A memory efficient immutable string type that can store up to 24* bytes on the stack

Overview

compact_str

A memory efficient immutable string type that can store up to 24* bytes on the stack.

Continuous Integration Status Cross Platform Status version on crates.io mit license

* 12 bytes for 32-bit architectures


About

A CompactStr is a more memory efficient immutable string type, that can store smaller strings on the stack, and transparently stores longer strings on the heap. They can mostly be used as a drop in replacement for String and are particularly useful in parsing, deserializing, or any other application where you may have smaller strings.

Properties

A CompactStr specifically has the following properties:

  • size_of:: () == size_of:: ()
  • Stores up to 24 bytes on the stack
    • Only up to 23 bytes if the leading character is non-ASCII
    • 12 bytes (or 11 if leading is non-ASCII) if running on a 32 bit architecture
  • Strings longer than 24 bytes are stored on the heap
  • Clone is O(1)

Features

compact_str has the following features:

  1. serde, which implements Deserialize and Serialize from the popular serde crate, for CompactStr.

How it works

Note: this explanation assumes a 64-bit architecture, for 32-bit architectures generally divide any number by 2.

Normally strings are stored on the heap since they're dynamically sized. In Rust a String consists of three fields, each of which are the size of a usize. e.g. its layout is something like the following:

String: [ ptr<8> | len<8> | cap<8> ]

  1. ptr is a pointer to a location on the heap that stores the string
  2. len is the length of the string
  3. cap is the total capacity of the buffer being pointed to

This results in 24 bytes being stored on the stack, 8 bytes for each field. Then the actual string is stored on the heap, usually with additional memory allocated to prevent re-allocating if the string is mutated.

The idea of CompactStr is instead of storing metadata on the stack, just store the string itself. This way for smaller strings we save a bit of memory, and we don't have to heap allocate so it's more performant. A CompactStr is limited to 24 bytes (aka size_of:: () ) so it won't ever use more memory than a String would.
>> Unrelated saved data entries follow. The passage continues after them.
//! METS reader: MODS scalars, structural maps, and structural links.
//!
//! A METS file describes one document. Three independently-encoded
//! sections matter to the object model: the physical structMap (pages and
//! their areas with coordinates), the logical structMap (articles), and
//! structLink (which areas compose which article). This module extracts
//! all three into plain records in one parse; resolution into a graph
//! happens in the altopress facade.

use roxmltree::{Document, Node};
use tracing::debug;

use crate::error::ParseError;

pub(crate) const METS_NS: &str = "http://www.loc.gov/METS/";
pub(crate) const MODS_NS: &str = "http://www.loc.gov/mods/v3";
pub(crate) const XLINK_NS: &str = "http://www.w3.org/1999/xlink";

/// Everything read from one METS stream.
#[derive(Debug, Clone, Default)]
pub struct MetsDocument {
    pub title: Option<String>,
    pub publisher: Option<String>,
    pub place: Option<String>,
    pub date: Option<String>,
    pub identifier: Option<String>,
    /// Pages of the physical structMap, in source order.
    pub physical_pages: Vec<PhysicalPage>,
    /// Ids of ARTICLE divisions in the logical structMap, in source order.
    pub article_ids: Vec<String>,
    /// structLink groups, in source order. The first locator of a group is
    /// the article; the rest are its areas, in link order.
    pub link_groups: Vec<LinkGroup>,
}

/// One `div[@TYPE="page"]` of the physical structMap.
#[derive(Debug, Clone)]
pub struct PhysicalPage {
    pub id: Option<String>,
    pub order: Option<String>,
    /// Area divisions nested under this page, in source order.
    pub areas: Vec<AreaRecord>,
}

/// One area division with its file-pointer coordinates.
#[derive(Debug, Clone, PartialEq, Eq)]
pub struct AreaRecord {
    pub id: String,
    pub area_type: Option<String>,
    pub category: Option<String>,
    /// FILEID of the file-pointer child (the page image reference).
    pub image_ref: Option<String>,
    /// Coordinate shape, e.g. `"RECT"`.
    pub coord_type: Option<String>,
    /// Comma-separated coordinate string, e.g. `"1220,5,2893,221"`.
    pub coords: Option<String>,
}

/// One `smLinkGrp` of structLink.
#[derive(Debug, Clone, PartialEq, Eq)]
pub struct LinkGroup {
    pub locators: Vec<Locator>,
}

/// One `smLocatorLink`: a cleaned id plus its freeform page-area label.
#[derive(Debug, Clone, PartialEq, Eq)]
pub struct Locator {
    /// Locator id with the leading `#` (or any non-alphanumeric prefix)
    /// stripped.
    pub id: String,
    /// Freeform page/area label, e.g. `"page1 area3"`.
    pub page_part: Option<String>,
    pub link_type: Option<String>,
}

/// Strip non-alphanumeric leading characters from a locator id.
///
/// structLink locators reference ids as URI fragments (`#pa0001001`); the
/// structural maps use the bare id.
pub fn clean_locator_id(id: &str) -> &str {
    id.trim_start_matches(|c: char| !c.is_ascii_alphanumeric())
}

/// Parse one METS stream from raw bytes.
///
/// # Errors
///
/// Returns [`ParseError::Encoding`] if the bytes are not UTF-8, otherwise
/// as [`parse_mets`].
pub fn parse_mets_bytes(bytes: &[u8]) -> Result<MetsDocument, ParseError> {
    parse_mets(std::str::from_utf8(bytes)?)
}

/// Parse one METS stream.
///
/// Absent metadata fields and absent structural sections yield `None` or
/// empty collections — only a stream that is not well-formed XML fails.
///
/// # Errors
///
/// Returns [`ParseError::Xml`] if the stream is not well-formed.
pub fn parse_mets(xml: &str) -> Result<MetsDocument, ParseError> {
    let doc = Document::parse(xml)?;
    let root = doc.root_element();

    let mets = MetsDocument {
        title: mods_text(&root, "title"),
        publisher: mods_text(&root, "publisher"),
        place: mods_text(&root, "placeTerm"),
        date: mods_text(&root, "dateIssued"),
        identifier: mods_text(&root, "identifier"),
        physical_pages: parse_physical_map(&root),
        article_ids: parse_logical_map(&root),
        link_groups: parse_struct_link(&root),
    };
    Ok(mets)
}

/// Match an element by local name, checking the namespace only when the
/// document declares one.
fn is_elem(node: &Node, ns: &str, local: &str) -> bool {
    node.is_element()
        && node.tag_name().name() == local
        && node.tag_name().namespace().is_none_or(|n| n == ns)
}

/// First text content of a MODS element anywhere in the tree.
fn mods_text(root: &Node, local: &str) -> Option<String> {
    root.descendants()
        .find(|n| is_elem(n, MODS_NS, local))
        .and_then(|n| n.text())
        .map(|t| t.trim().to_string())
        .filter(|t| !t.is_empty())
}

fn struct_map_of_type<'a, 'input>(root: &Node<'a, 'input>, map_type: &str) -> Option<Node<'a, 'input>> {
    root.descendants().find(|n| {
        is_elem(n, METS_NS, "structMap") && n.attribute("TYPE") == Some(map_type)
    })
}

fn parse_physical_map(root: &Node) -> Vec<PhysicalPage> {
    let Some(map) = struct_map_of_type(root, "PHYSICAL") else {
        debug!("no PHYSICAL structMap in METS");
        return Vec::new();
    };

    map.descendants()
        .filter(|n| is_elem(n, METS_NS, "div") && n.attribute("TYPE") == Some("page"))
        .map(|page_div| PhysicalPage {
            id: page_div.attribute("ID").map(str::to_string),
            order: page_div.attribute("ORDER").map(str::to_string),
            areas: page_div
                .children()
                .filter(|n| is_elem(n, METS_NS, "div"))
                .filter_map(|area_div| parse_area(&area_div))
                .collect(),
        })
        .collect()
}

fn parse_area(area_div: &Node) -> Option<AreaRecord> {
    let id = area_div.attribute("ID")?.to_string();

    // The coordinates live on the area child of the division's file
    // pointer: div -> fptr -> area[@FILEID @SHAPE @COORDS].
    let pointer = area_div
        .children()
        .find(|n| is_elem(n, METS_NS, "fptr"))
        .and_then(|fptr| fptr.children().find(|n| is_elem(n, METS_NS, "area")));

    let (image_ref, coord_type, coords) = match pointer {
        Some(p) => (
            p.attribute("FILEID").map(str::to_string),
            p.attribute("SHAPE").map(str::to_string),
            p.attribute("COORDS").map(str::to_string),
        ),
        None => (None, None, None),
    };

    Some(AreaRecord {
        id,
        area_type: area_div.attribute("TYPE").map(str::to_string),
        category: area_div.attribute("CATEGORY").map(str::to_string),
        image_ref,
        coord_type,
        coords,
    })
}

fn parse_logical_map(root: &Node) -> Vec<String> {
    let Some(map) = struct_map_of_type(root, "LOGICAL") else {
        debug!("no LOGICAL structMap in METS");
        return Vec::new();
    };

    map.descendants()
        .filter(|n| is_elem(n, METS_NS, "div") && n.attribute("TYPE") == Some("ARTICLE"))
        .filter_map(|div| div.attribute("ID").map(str::to_string))
        .collect()
}

fn parse_struct_link(root: &Node) -> Vec<LinkGroup> {
    let Some(link) = root
        .descendants()
        .find(|n| is_elem(n, METS_NS, "structLink"))
    else {
        return Vec::new();
    };

    link.children()
        .filter(|n| is_elem(n, METS_NS, "smLinkGrp"))
        .map(|group| LinkGroup {
            locators: group
                .children()
                .filter(|n| is_elem(n, METS_NS, "smLocatorLink"))
                .filter_map(|n| parse_locator(&n))
                .collect(),
        })
        .filter(|group| !group.locators.is_empty())
        .collect()
}

fn parse_locator(node: &Node) -> Option<Locator> {
    let raw_id = node
        .attribute((XLINK_NS, "href"))
        .or_else(|| node.attribute("href"))?;
    Some(Locator {
        id: clean_locator_id(raw_id).to_string(),
        page_part: node
            .attribute((XLINK_NS, "label"))
            .or_else(|| node.attribute("label"))
            .map(str::to_string),
        link_type: node
            .attribute((XLINK_NS, "type"))
            .or_else(|| node.attribute("type"))
            .map(str::to_string),
    })
}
The memory layout of a CompactStr looks something like:

CompactStr: [ len<1> | buffer<23> ]

Memory Layout

Internally a CompactStr has three variants:

  1. Heap allocated, a string >= 24 bytes long
  2. Inline, a string <= 23 bytes long
  3. Packed, a string == 24 bytes long and first character is ASCII

To maximize memory usage, we use a union instead of an enum. In Rust an enum requires at least 1 byte for the discriminant (tracking what variant we are), instead we use a union which allows us to manually define the discriminant. CompactStr defines the discriminant within the first byte, using any extra bits for metadata. Specifically the discriminant has three variants:

  1. 0b11111111 - All 1s, indicates heap allocated
  2. 0b1XXXXXXX - Leading 1, indicates inline, with the trailing 7 bits used to store the length
  3. 0b0XXXXXXX - Leading 0, indicates packed, with the trailing 7 bits being the first character of the string

and specifically the overall memory layout of a CompactStr is:

  1. heap: { _padding: [u8; 8], string: Arc }
  2. inline: { metadata: u8, buffer: [u8; 23] }
  3. packed: { buffer: [u8; 24] }

All variants are 24 bytes long

For heap allocated strings we use an Arc which is only 16 bytes, so we prefix it with 8 bytes of padding to make it equal to the other sizes. This padding is set to all 1's since it doesn't pertain to the actual string at all, and it allows us to define a unique discriminant. You might be wondering though, how can we be sure the other two variants will never have all 1's as their first byte?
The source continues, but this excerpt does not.